//! Error types for the pdf2word library.
//!
//! Three error types cover three different moments:
//!
//! * [`ConvertError`]: a single request failed. Every transport (HTTP
//!   multipart, HTTP JSON, CLI) turns it into its own envelope; the
//!   [`ErrorKind`] decides whether the caller or the server is at fault.
//!
//! * [`EngineError`]: the external converter itself misbehaved (could not
//!   start, exited non-zero, ran past its deadline). Always wrapped in
//!   [`ConvertError::Engine`] before it reaches a transport.
//!
//! * [`ConfigError`]: the service was configured wrongly. Raised once at
//!   startup, never per request.

use std::path::PathBuf;
use thiserror::Error;

/// Coarse classification used by the transports to pick a status code.
#[derive(Debug, Clone, Copy, PartialEq, Eq)]
pub enum ErrorKind {
    /// Missing, empty, or non-PDF payload; missing source file. Client error.
    InvalidInput,
    /// The request envelope itself is malformed. Client error.
    Transport,
    /// The converter failed or produced nothing usable. Server error.
    Conversion,
}

impl ErrorKind {
    /// HTTP status code the kind maps to.
    pub fn status_code(self) -> u16 {
        match self {
            ErrorKind::InvalidInput | ErrorKind::Transport => 400,
            ErrorKind::Conversion => 500,
        }
    }
}

/// All request-level failures.
#[derive(Debug, Error)]
pub enum ConvertError {
    // ── Input errors ──────────────────────────────────────────────────────
    /// Multipart request without a `file` field.
    #[error("No file provided")]
    NoFileProvided,

    /// Multipart `file` field present but the browser sent no filename.
    #[error("No file selected")]
    NoFileSelected,

    /// JSON request without a `fileData` member.
    #[error("No fileData in JSON")]
    NoFileData,

    /// Payload decoded fine but holds zero bytes.
    #[error("{0}")]
    EmptyPayload(&'static str),

    /// Path-mode source does not exist.
    #[error("Input file {} does not exist", path.display())]
    SourceNotFound { path: PathBuf },

    /// Path-mode source exists but cannot be read.
    #[error("Cannot read input file {}: {source}", path.display())]
    SourceUnreadable {
        path: PathBuf,
        #[source]
        source: std::io::Error,
    },

    /// Payload does not start with the `%PDF` magic.
    #[error("File is not a valid PDF (first bytes: {magic:?})")]
    NotAPdf { magic: Vec<u8> },

    /// Decoded payload exceeds the configured upload limit.
    #[error("File too large: {size} bytes (limit {limit} bytes)")]
    PayloadTooLarge { size: usize, limit: usize },

    // ── Transport errors ──────────────────────────────────────────────────
    /// Body could not be parsed as the expected JSON document.
    #[error("Invalid JSON: {0}")]
    MalformedJson(String),

    /// `fileData` is not valid base64.
    #[error("Invalid JSON: fileData is not valid base64 ({0})")]
    MalformedBase64(String),

    /// Multipart stream could not be read.
    #[error("Failed to read multipart body: {0}")]
    MalformedMultipart(String),

    /// Request body could not be read (too large, connection dropped).
    #[error("Failed to read request body: {0}")]
    UnreadableBody(String),

    /// Neither multipart/form-data nor application/json.
    #[error("Unsupported content type. Use multipart/form-data or application/json")]
    UnsupportedContentType(String),

    // ── Conversion errors ─────────────────────────────────────────────────
    /// The external converter failed.
    #[error("Conversion failed: {0}")]
    Engine(#[from] EngineError),

    /// Converter reported success but wrote no output file.
    #[error("Conversion failed: converter produced no output file")]
    MissingOutput,

    /// Converter wrote a zero-byte output file.
    #[error("Conversion failed: Conversion produced empty output")]
    EmptyOutput,

    /// Staging to or reading from the scratch directory failed.
    #[error("Request processing failed: {context}: {source}")]
    Scratch {
        context: &'static str,
        #[source]
        source: std::io::Error,
    },
}

impl ConvertError {
    /// Classify this error for the transports.
    pub fn kind(&self) -> ErrorKind {
        match self {
            ConvertError::NoFileProvided
            | ConvertError::NoFileSelected
            | ConvertError::NoFileData
            | ConvertError::EmptyPayload(_)
            | ConvertError::SourceNotFound { .. }
            | ConvertError::SourceUnreadable { .. }
            | ConvertError::NotAPdf { .. }
            | ConvertError::PayloadTooLarge { .. } => ErrorKind::InvalidInput,

            ConvertError::MalformedJson(_)
            | ConvertError::MalformedBase64(_)
            | ConvertError::MalformedMultipart(_)
            | ConvertError::UnreadableBody(_)
            | ConvertError::UnsupportedContentType(_) => ErrorKind::Transport,

            ConvertError::Engine(_)
            | ConvertError::MissingOutput
            | ConvertError::EmptyOutput
            | ConvertError::Scratch { .. } => ErrorKind::Conversion,
        }
    }

    /// Whether the caller can fix this by changing the request.
    pub fn is_client_error(&self) -> bool {
        self.kind() != ErrorKind::Conversion
    }

    pub(crate) fn scratch(context: &'static str) -> impl FnOnce(std::io::Error) -> Self {
        move |source| ConvertError::Scratch { context, source }
    }
}

/// Failures of the external converter.
#[derive(Debug, Error)]
pub enum EngineError {
    /// The converter program could not be started.
    #[error("could not start converter '{program}': {source}\nIs it installed and on PATH?")]
    Spawn {
        program: String,
        #[source]
        source: std::io::Error,
    },

    /// The converter ran and reported failure.
    #[error("{message}")]
    Failed {
        exit_code: Option<i32>,
        message: String,
    },

    /// The converter did not finish within the configured deadline.
    #[error("converter timed out after {secs}s")]
    TimedOut { secs: u64 },

    /// In-process converters report whatever they like.
    #[error("{0}")]
    Other(String),
}

/// Invalid service configuration.
#[derive(Debug, Error)]
pub enum ConfigError {
    #[error("Invalid configuration: {0}")]
    Invalid(String),

    #[error("Scratch directory '{}' is not usable: {source}", path.display())]
    ScratchRoot {
        path: PathBuf,
        #[source]
        source: std::io::Error,
    },
}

● ● ●

| WHAT IS REQUIRED |
The full listing above is to be copied exactly, line for line.

| ANSWER FOR THIS EXERCISE |
//! Error types for the pdf2word library.
//!
//! Three error types cover three different moments:
//!
//! * [`ConvertError`]: a single request failed. Every transport (HTTP
//!   multipart, HTTP JSON, CLI) turns it into its own envelope; the
//!   [`ErrorKind`] decides whether the caller or the server is at fault.
//!
//! * [`EngineError`]: the external converter itself misbehaved (could not
//!   start, exited non-zero, ran past its deadline). Always wrapped in
//!   [`ConvertError::Engine`] before it reaches a transport.
//!
//! * [`ConfigError`]: the service was configured wrongly. Raised once at
//!   startup, never per request.

use std::path::PathBuf;
use thiserror::Error;

/// Coarse classification used by the transports to pick a status code.
#[derive(Debug, Clone, Copy, PartialEq, Eq)]
pub enum ErrorKind {
    /// Missing, empty, or non-PDF payload; missing source file. Client error.
    InvalidInput,
    /// The request envelope itself is malformed. Client error.
    Transport,
    /// The converter failed or produced nothing usable. Server error.
    Conversion,
}

impl ErrorKind {
    /// HTTP status code the kind maps to.
    pub fn status_code(self) -> u16 {
        match self {
            ErrorKind::InvalidInput | ErrorKind::Transport => 400,
            ErrorKind::Conversion => 500,
        }
    }
}

/// All request-level failures.
#[derive(Debug, Error)]
pub enum ConvertError {
    // ── Input errors ──────────────────────────────────────────────────────
    /// Multipart request without a `file` field.
    #[error("No file provided")]
    NoFileProvided,

    /// Multipart `file` field present but the browser sent no filename.
    #[error("No file selected")]
    NoFileSelected,

    /// JSON request without a `fileData` member.
    #[error("No fileData in JSON")]
    NoFileData,

    /// Payload decoded fine but holds zero bytes.
    #[error("{0}")]
    EmptyPayload(&'static str),

    /// Path-mode source does not exist.
    #[error("Input file {} does not exist", path.display())]
    SourceNotFound { path: PathBuf },

    /// Path-mode source exists but cannot be read.
    #[error("Cannot read input file {}: {source}", path.display())]
    SourceUnreadable {
        path: PathBuf,
        #[source]
        source: std::io::Error,
    },

    /// Payload does not start with the `%PDF` magic.
    #[error("File is not a valid PDF (first bytes: {magic:?})")]
    NotAPdf { magic: Vec<u8> },

    /// Decoded payload exceeds the configured upload limit.
    #[error("File too large: {size} bytes (limit {limit} bytes)")]
    PayloadTooLarge { size: usize, limit: usize },

    // ── Transport errors ──────────────────────────────────────────────────
    /// Body could not be parsed as the expected JSON document.
    #[error("Invalid JSON: {0}")]
    MalformedJson(String),

    /// `fileData` is not valid base64.
    #[error("Invalid JSON: fileData is not valid base64 ({0})")]
    MalformedBase64(String),

    /// Multipart stream could not be read.
    #[error("Failed to read multipart body: {0}")]
    MalformedMultipart(String),

    /// Request body could not be read (too large, connection dropped).
    #[error("Failed to read request body: {0}")]
    UnreadableBody(String),

    /// Neither multipart/form-data nor application/json.
    #[error("Unsupported content type. Use multipart/form-data or application/json")]
    UnsupportedContentType(String),

    // ── Conversion errors ─────────────────────────────────────────────────
    /// The external converter failed.
    #[error("Conversion failed: {0}")]
    Engine(#[from] EngineError),

    /// Converter reported success but wrote no output file.
    #[error("Conversion failed: converter produced no output file")]
    MissingOutput,

    /// Converter wrote a zero-byte output file.
    #[error("Conversion failed: Conversion produced empty output")]
    EmptyOutput,

    /// Staging to or reading from the scratch directory failed.
    #[error("Request processing failed: {context}: {source}")]
    Scratch {
        context: &'static str,
        #[source]
        source: std::io::Error,
    },
}

impl ConvertError {
    /// Classify this error for the transports.
    pub fn kind(&self) -> ErrorKind {
        match self {
            ConvertError::NoFileProvided
            | ConvertError::NoFileSelected
            | ConvertError::NoFileData
            | ConvertError::EmptyPayload(_)
            | ConvertError::SourceNotFound { .. }
            | ConvertError::SourceUnreadable { .. }
            | ConvertError::NotAPdf { .. }
            | ConvertError::PayloadTooLarge { .. } => ErrorKind::InvalidInput,

            ConvertError::MalformedJson(_)
            | ConvertError::MalformedBase64(_)
            | ConvertError::MalformedMultipart(_)
            | ConvertError::UnreadableBody(_)
            | ConvertError::UnsupportedContentType(_) => ErrorKind::Transport,

            ConvertError::Engine(_)
            | ConvertError::MissingOutput
            | ConvertError::EmptyOutput
            | ConvertError::Scratch { .. } => ErrorKind::Conversion,
        }
    }

    /// Whether the caller can fix this by changing the request.
    pub fn is_client_error(&self) -> bool {
        self.kind() != ErrorKind::Conversion
    }

    pub(crate) fn scratch(context: &'static str) -> impl FnOnce(std::io::Error) -> Self {
        move |source| ConvertError::Scratch { context, source }
    }
}

/// Failures of the external converter.
#[derive(Debug, Error)]
pub enum EngineError {
    /// The converter program could not be started.
    #[error("could not start converter '{program}': {source}\nIs it installed and on PATH?")]
    Spawn {
        program: String,
        #[source]
        source: std::io::Error,
    },

    /// The converter ran and reported failure.
    #[error("{message}")]
    Failed {
        exit_code: Option<i32>,
        message: String,
    },

    /// The converter did not finish within the configured deadline.
    #[error("converter timed out after {secs}s")]
    TimedOut { secs: u64 },

    /// In-process converters report whatever they like.
    #[error("{0}")]
    Other(String),
}

/// Invalid service configuration.
#[derive(Debug, Error)]
pub enum ConfigError {
    #[error("Invalid configuration: {0}")]
    Invalid(String),

    #[error("Scratch directory '{}' is not usable: {source}", path.display())]
    ScratchRoot {
        path: PathBuf,
        #[source]
        source: std::io::Error,
    },
}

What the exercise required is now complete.